Which products are affected by CVE-2025-62815?

CVE-2025-62815 affects samsung exynos 1380 firmware. Check the full CVE details for specific version information.

How do I fix CVE-2025-62815?

To remediate CVE-2025-62815, check for security patches from samsung. Apply all available updates and security patches. If no patch is available, implement recommended workarounds or security controls to mitigate the risk.

CVE-2025-62815

Medium

|5.5

No Exploit

Plain English Summary

AI-powered analysis for quick understanding

This vulnerability allows an attacker to crash devices using the Exynos 1380 processor, leading to a denial of service where the device becomes unresponsive. It occurs when the system tries to manage CPU resources but encounters a programming error, which can happen under certain conditions during operation.

Technical Description

An issue was discovered in Samsung Mobile Processor Exynos 1380, 1480, 2400, 1580, and 2500. A NULL pointer dereference of npu_proto_drv.ast.thread_ref in set_cpu_affinity() causes a denial of service.

CVSS Vector Analysis

Attack VectorLocal

Attack ComplexityLow

Privileges RequiredLow

User InteractionNone

Confidentiality ImpactNone

Integrity ImpactNone

Availability ImpactHigh

ScopeUnchanged

Vector String

CVSS:3.1/AV:L/AC:L/PR:L/UI:N/S:U/C:N/I:N/A:H

Exploit Resources

Search for proof-of-concept code and exploit modules

GitHub Search Exploit-DB Nuclei Templates Metasploit Vulners

Official References

NIST NVD

Est.
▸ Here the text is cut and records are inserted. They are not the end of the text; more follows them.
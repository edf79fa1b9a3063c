//! Strict schema validation for scoring-model output. A draft that fails any
//! check is rejected whole; nothing partial ever reaches the store.

use thiserror::Error;

use crate::feedback::generator::FeedbackDraft;

/// The fixed evaluation categories. A valid draft covers each of these
/// exactly once — no extras, no omissions.
pub const CATEGORY_NAMES: [&str; 5] = [
    "Communication Skills",
    "Technical Knowledge",
    "Problem-Solving",
    "Cultural & Role Fit",
    "Confidence & Clarity",
];

#[derive(Debug, Error, PartialEq)]
pub enum SchemaViolation {
    #[error("expected {expected} category scores, got {got}")]
    CategoryCount { expected: usize, got: usize },

    #[error("unknown category '{0}'")]
    UnknownCategory(String),

    #[error("category '{0}' appears more than once")]
    DuplicateCategory(String),

    #[error("category '{0}' is missing")]
    MissingCategory(String),

    #[error("score {score} for '{category}' is outside 0-100")]
    ScoreOutOfRange { category: String, score: i64 },

    #[error("total score {0} is outside 0-100")]
    TotalScoreOutOfRange(i64),
}

/// Validates a raw model draft against the fixed feedback schema.
pub fn validate_draft(draft: &FeedbackDraft) -> Result<(), SchemaViolation> {
    if !(0..=100).contains(&draft.total_score) {
        return Err(SchemaViolation::TotalScoreOutOfRange(draft.total_score));
    }

    if draft.category_scores.len() != CATEGORY_NAMES.len() {
        return Err(SchemaViolation::CategoryCount {
            expected: CATEGORY_NAMES.len(),
            got: draft.category_scores.len(),
        });
    }

    let mut seen: Vec<&str> = Vec::with_capacity(CATEGORY_NAMES.len());
    for category in &draft.category_scores {
        if !CATEGORY_NAMES.contains(&category.name.as_str()) {
            return Err(SchemaViolation::UnknownCategory(category.name.clone()));
        }
        if seen.contains(&category.name.as_str()) {
            return Err(SchemaViolation::DuplicateCategory(category.name.clone()));
        }
        seen.push(&category.name);

        if !(0..=100).contains(&category.score) {
            return Err(SchemaViolation::ScoreOutOfRange {
                category: category.name.clone(),
                score: category.score,
            });
        }
    }

    for name in CATEGORY_NAMES {
        if !seen.contains(&name) {
            return Err(SchemaViolation::MissingCategory(name.to_string()));
        }
    }

    Ok(())
}
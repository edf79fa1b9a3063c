//! Axum route handlers for the Feedback API.

use axum::{
    extract::{Path, Query, State},
    Json,
};
use chrono::{DateTime, Utc};
use serde::{Deserialize, Serialize};
use uuid::Uuid;

use crate::errors::AppError;
use crate::feedback::generator::generate_feedback;
use crate::models::feedback::{CategoryScore, FeedbackRow};
use crate::session::transcript::TranscriptEntry;
use crate::state::AppState;
use crate::store::{absent_on_error, empty_on_error};

// ────────────────────────────────────────────────────────────────────────────
// Request / Response types
// ────────────────────────────────────────────────────────────────────────────

#[derive(Debug, Deserialize)]
#[serde(rename_all = "camelCase")]
pub struct GenerateFeedbackRequest {
    pub interview_id: Uuid,
    pub user_id: Uuid,
    pub transcript: Vec<TranscriptEntry>,
}

#[derive(Debug, Serialize)]
#[serde(rename_all = "camelCase")]
pub struct GenerateFeedbackResponse {
    pub feedback_id: Uuid,
    pub total_score: u8,
    pub category_scores: Vec<CategoryScore>,
    pub strengths: Vec<String>,
    pub areas_for_improvement: Vec<String>,
    pub final_assessment: String,
    pub created_at: DateTime<Utc>,
}

#[derive(Debug, Deserialize)]
#[serde(rename_all = "camelCase")]
pub struct UserQuery {
    pub user_id: Uuid,
}

// ────────────────────────────────────────────────────────────────────────────
// Handlers
// ────────────────────────────────────────────────────────────────────────────

/// POST /api/v1/feedback/generate
///
/// Scores a completed transcript and persists the result. A schema
/// violation from the scoring model aborts the request — the store is
/// never written partially.
pub async fn handle_generate_feedback(
    State(state): State<AppState>,
    Json(request): Json<GenerateFeedbackRequest>,
) -> Result<Json<GenerateFeedbackResponse>, AppError> {
    if request.transcript.is_empty() {
        return Err(AppError::Validation("transcript cannot be empty".to_string()));
    }

    let feedback = generate_feedback(state.scorer.as_ref(), &request.transcript).await?;

    let feedback_id = state
        .store
        .save_feedback(request.interview_id, request.user_id, feedback.clone())
        .await?;

    Ok(Json(GenerateFeedbackResponse {
        feedback_id,
        total_score: feedback.total_score,
        category_scores: feedback.category_scores,
        strengths: feedback.strengths,
        areas_for_improvement: feedback.areas_for_improvement,
        final_assessment: feedback.final_assessment,
        created_at: feedback.created_at,
    }))
}

/// GET /api/v1/feedback/:interview_id?userId=
///
/// A miss is the "take the interview first" path on the client, not an
/// error page — hence a plain 404 with that message. The lookup is lenient:
/// a store failure degrades to absent and lands on the same 404.
pub async fn handle_get_feedback(
    State(state): State<AppState>,
    Path(interview_id): Path<Uuid>,
    Query(query): Query<UserQuery>,
) -> Result<Json<FeedbackRow>, AppError> {
    let feedback = absent_on_error(
        state.store.get_feedback(interview_id, query.user_id).await,
        "get_feedback",
    )
    .ok_or_else(|| {
        AppError::NotFound(
            "No feedback found for this interview. Take the interview first.".to_string(),
        )
    })?;

    Ok(Json(feedback))
}

/// GET /api/v1/feedback?userId=
///
/// Best-effort listing: a store failure degrades to an empty list.
pub async fn handle_list_feedback(
    State(state): State<AppState>,
    Query(query): Query<UserQuery>,
) -> Json<Vec<FeedbackRow>> {
    let rows = empty_on_error(
        state.store.list_feedback(query.user_id).await,
        "list_feedback",
    );
    Json(rows)
}
//! Transcript Accumulator — append-only, ordered collection of finalized
//! utterances. One accumulator per session; it is handed to the feedback
//! generator only once the session has finished.

use serde::{Deserialize, Serialize};

/// Speaker attribution for one utterance.
#[derive(Debug, Clone, Copy, PartialEq, Eq, Serialize, Deserialize)]
#[serde(rename_all = "lowercase")]
pub enum Role {
    User,
    Assistant,
    System,
}

impl std::fmt::Display for Role {
    fn fmt(&self, f: &mut std::fmt::Formatter<'_>) -> std::fmt::Result {
        let s = match self {
            Role::User => "user",
            Role::Assistant => "assistant",
            Role::System => "system",
        };
        f.write_str(s)
    }
}

/// One finalized utterance.
#[derive(Debug, Clone, PartialEq, Serialize, Deserialize)]
pub struct TranscriptEntry {
    pub role: Role,
    pub content: String,
}

/// Entries in arrival order. No dedup, no reordering.
#[derive(Debug, Default)]
pub struct TranscriptAccumulator {
    entries: Vec<TranscriptEntry>,
}

impl TranscriptAccumulator {
    pub fn new() -> Self {
        Self::default()
    }

    pub fn push(&mut self, entry: TranscriptEntry) {
        self.entries.push(entry);
    }

    pub fn entries(&self) -> &[TranscriptEntry] {
        &self.entries
    }

    pub fn latest(&self) -> Option<&TranscriptEntry> {
        self.entries.last()
    }

    pub fn into_entries(self) -> Vec<TranscriptEntry> {
        self.entries
    }
}
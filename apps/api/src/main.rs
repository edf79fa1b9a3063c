mod config;
mod db;
mod errors;
mod feedback;
mod interviews;
mod llm_client;
mod models;
mod routes;
mod session;
mod state;
mod store;
#[cfg(test)]
mod testing;
mod voice;

use anyhow::Result;
use std::net::SocketAddr;
use std::sync::Arc;
use tower_http::{cors::CorsLayer, trace::TraceLayer};
use tracing::info;
use tracing_subscriber::{layer::SubscriberExt, util::SubscriberInitExt, EnvFilter};

use crate::config::Config;
use crate::db::create_pool;
use crate::feedback::generator::LlmScoringModel;
use crate::llm_client::LlmClient;
use crate::routes::build_router;
use crate::session::new_registry;
use crate::state::AppState;
use crate::store::pg::PgStore;
use crate::voice::HostedVoiceClient;

#[tokio::main]
async fn main() -> Result<()> {
    // Load configuration first (panics on missing required env vars)
    let config = Config::from_env()?;

    // Initialize structured logging
    tracing_subscriber::registry()
        .with(EnvFilter::try_from_default_env().unwrap_or_else(|_| {
            EnvFilter::new(format!("{}={}", env!("CARGO_PKG_NAME"), &config.rust_log))
        }))
        .with(tracing_subscriber::fmt::layer())
        .init();

    info!("Starting interview API v{}", env!("CARGO_PKG_VERSION"));

    // Initialize PostgreSQL
    let pool = create_pool(&config.database_url).await?;
    let store = Arc::new(PgStore::new(pool));

    // Initialize LLM client and the scoring backend built on it
    let llm = LlmClient::new(config.anthropic_api_key.clone());
    let scorer = Arc::new(LlmScoringModel(llm.clone()));
    info!("LLM client initialized (model: {})", llm_client::MODEL);

    // Initialize voice transport
    let voice = Arc::new(HostedVoiceClient::new(
        config.voice_base_url.clone(),
        config.voice_api_key.clone(),
    ));
    info!("Voice transport initialized ({})", config.voice_base_url);

    // Build app state
    let state = AppState {
        store,
        llm,
        scorer,
        voice,
        sessions: new_registry(),
        config: config.clone(),
    };

    // Build router
    let app = build_router(state)
        .layer(TraceLayer::new_for_http())
        .layer(CorsLayer::permissive()); // TODO: tighten CORS in production

    let addr: SocketAddr = format!("0.0.0.0:{}", config.port).parse()?;
    info!("Listening on {addr}");

    let listener = tokio::net::TcpListener::bind(addr).await?;
    axum::serve(listener, app).await?;

    Ok(())
}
Bounty

$759($500-$1K)

Vendor Response

Grade APatched in 1 day

Quick Information

Published

Mar 3, 2026

about 1 month ago

Last Modified

Mar 4, 2026

about 1 month ago

Vendor

samsung

Product

exynos 1380 firmware

Related Vulnerabilities

CVE-2025-62817High

This vulnerability allows an attacker to crash devices using the Exynos 1280 processor, leading to a denial of service, which means users will be unable to use their devices. It occurs when the device tries to process certain data but encounters a programming error, specifically when a required piece of information is missing.

CVE-2025-62816Medium

This vulnerability allows an attacker to cause the affected Samsung mobile processors to crash, leading to a denial of service, which means the device can become unresponsive. To exploit this, the attacker needs to send specially crafted input to the device's boot-up process without proper validation.

CVE-2025-66363High

This vulnerability allows an attacker to potentially exploit uninitialized memory in the Exynos 2200 processor, which could lead to unauthorized access or manipulation of sensitive data. To take advantage of this flaw, the attacker would need to send specially crafted messages to the device's network services.

CVE-2025-62814High

This vulnerability allows an attacker to crash devices using the Samsung Exynos 1280 processor, leading to a denial of service where the device becomes unresponsive. It occurs when the firmware tries to access a part of memory that isn't properly set up, which can happen under certain conditions during firmware loading.